The Lightbox Clones Matrix is a “comparison of various scripts that display images and other objects in somehow cool CSS popups”… Over a dozen of these clones are based on jQuery. The number of choices is paralyzing!

“JSON tools for your web browser”

Ryan Paul: “Ars looks at two Firefox extensions for web developers that make it easier to read JSON data.” I’m OK with whatever Firebug has right about now. When the occaision calls for it, I should know where to look.

“Blueprint: A CSS Framework”

Blueprint is a CSS framework, which aims to cut down on your development time. It gives you a solid foundation to build your project on top of, with an easy-to-use grid, sensible typography, useful plugins, and even a stylesheet for printing.”

Plumb

“This is Plumb, a tool for composing web layouts for use with the Blueprint CSS framework.”

“20 Useful PHP + jQuery Components & Tuts for Everyday Project”
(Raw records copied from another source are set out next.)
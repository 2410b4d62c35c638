use std::time::Duration;

use tokio::sync::Semaphore;

// Smallest part the S3 protocol accepts (except for the last part): 5MB
pub const MIN_PART_SIZE: u64 = 5 * 1024 * 1024;
// Part size: 10MB per chunk
pub const DEFAULT_CHUNK_SIZE: u64 = 10 * 1024 * 1024;
// Multipart upload threshold: 50MB
pub const DEFAULT_MULTIPART_THRESHOLD: u64 = 50 * 1024 * 1024;
// Concurrent uploads: 4 parts in parallel
pub const DEFAULT_PARALLEL: usize = 4;

pub const DEFAULT_ENDPOINT: &str = "http://localhost:8080";
pub const USER_AGENT: &str = "mizuchi-uploader/1.0";

/// Settings for one uploader. Immutable for the duration of an upload.
#[derive(Debug, Clone)]
pub struct UploadConfig {
    pub endpoint: String,
    pub auth_token: Option<String>,
    pub chunk_size: u64,
    pub multipart_threshold: u64,
    pub max_parallel: usize,
    /// Whole-request timeout handed to the HTTP client.
    pub timeout: Option<Duration>,
    pub connect_timeout: Option<Duration>,
    pub user_agent: String,
}

impl Default for UploadConfig {
    fn default() -> Self {
        Self {
            endpoint: DEFAULT_ENDPOINT.to_string(),
            auth_token: None,
            chunk_size: DEFAULT_CHUNK_SIZE,
            multipart_threshold: DEFAULT_MULTIPART_THRESHOLD,
            max_parallel: DEFAULT_PARALLEL,
            timeout: None,
            connect_timeout: None,
            user_agent: USER_AGENT.to_string(),
        }
    }
}

impl UploadConfig {
    pub fn new(endpoint: impl Into<String>) -> Self {
        Self {
            endpoint: endpoint.into(),
            ..Self::default()
        }
    }

    /// Endpoint without trailing slashes, ready to have a destination appended.
    pub fn base_url(&self) -> &str {
        self.endpoint.trim_end_matches('/')
    }

    /// Chunk size actually used for planning.
    pub fn effective_chunk_size(&self) -> u64 {
        effective_chunk_size(self.chunk_size)
    }

    /// Worker count, kept within what a tokio semaphore can hand out.
    pub fn parallelism(&self) -> usize {
        self.max_parallel.clamp(1, Semaphore::MAX_PERMITS)
    }
}

/// Raises a requested chunk size to the protocol minimum.
pub fn effective_chunk_size(requested: u64) -> u64 {
    requested.max(MIN_PART_SIZE)
}

#[cfg(test)]
mod tests {
    use super::*;

    #[test]
    fn small_chunk_sizes_become_the_minimum() {
        for requested in [0, 1, 1024, MIN_PART_SIZE - 1] {
            assert_eq!(effective_chunk_size(requested), MIN_PART_SIZE);
        }
    }

    #[test]
    fn large_chunk_sizes_are_kept() {
        assert_eq!(effective_chunk_size(MIN_PART_SIZE), MIN_PART_SIZE);
        assert_eq!(effective_chunk_size(20 * 1024 * 1024), 20 * 1024 * 1024);
    }

    #[test]
    fn base_url_strips_trailing_slashes() {
        let config = UploadConfig::new("http://localhost:8080//");
        assert_eq!(config.base_url(), "http://localhost:8080");
    }

    #[test]
    fn zero_parallelism_runs_one_worker() {
        let config = UploadConfig {
            max_parallel: 0,
            ..UploadConfig::default()
        };
        assert_eq!(config.parallelism(), 1);
    }

    #[test]
    fn huge_parallelism_is_capped() {
        let config = UploadConfig {
            max_parallel: usize::MAX,
            ..UploadConfig::default()
        };
        assert_eq!(config.parallelism(), Semaphore::MAX_PERMITS);
    }
}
Noura Yehia: “…7. From PHP to XML to jQuery and Ajax …This tutorial will focus on getting data from a database using PHP, converting that to an XML document, and reading that XML in through jQuery via Ajax calls. Seems complex, but is in fact, very easy. …10. HOWTO: PHP and jQuery upload progress bar …With the controllable jQuery Progress Bar, writing a form upload progress bar seems like a piece of cake now. Hypothetically, all we need is to create the bar, poll for the progress of the file upload, drive the new progress bar value (in percentage) and set it using PHP.  …12. A fancy Apple.com-style search suggestion …Learn how to recreate the effect from Apple website by creating a fancy apple.com-style search suggestion. This example makes use of several techniques: MySQL (for the database), HTML/CSS for styling, PHP for retrieving the data and jQuery for the AJAX request.” The other tutorials look great but I’m just picking the ones I would need sooner rather than later.

“Black Enterprise Goes Beta” and other links…

blackweb20.com: “As a current Drupal junky, I am a little disappointed BE decided to use WordPress as their content management system (CMS) as its main intention is a blogging platform. While I understand that it has been proven WordPress can be shoe-horned into such implementations, the tons of additional javascript additions each plugin adds in addition to the lack of real community features, I hope they don’t run into any scalability issues nor do they make too many changes to the core code as any update will wipe them away.” I am just glad that a traditional, bricks-and-mortar Black business oriented web site is finally taking web technology somewhat seriously—instead of clutching on to its print offering and damn near punishing online readers with demands to buy the print version. Once Barack Obama’s use of Web technology really becomes apparent to the Negro gatekeepers out there, my “hope” is that a new fashion trend will break out such that great tech women like Tiffany B. Brown won’t be disruptive curiosities to our Top Ladies of Distinction in the Black business world.

Buy this Book at Amazon.com! “jQuery and Microsoft”

Scott Guthrie: “A big part of the appeal of jQuery is that it allows you to elegantly (and efficiently) find and manipulate HTML elements with minimum lines of code. jQuery supports this via a nice ‘selector’ API that allows developers to query for HTML elements, and then apply ‘commands’ to them.” The news is out: “jQuery to ship with Visual Studio.” PDC 2008 videos like “ASP.NET and JQuery” (Stephen Walther) and “ASP.NET AJAX Futures” (Bertrand Le Roy) show me that Microsoft needs a technology like jQuery for its JSON-centric AJAX scenario.

“Opera study: only 4.13% of the web is standards-compliant”

Ryan Paul: “The study found that Adobe Flash is used on roughly 35 percent of all web sites. Flash is most popular in China, where it was found on 67 percent of the web sites analyzed by MAMA, and it was least popular in Denmark, where it is used on 25 percent of web sites.” Wow. 35% is rather low for my expectations.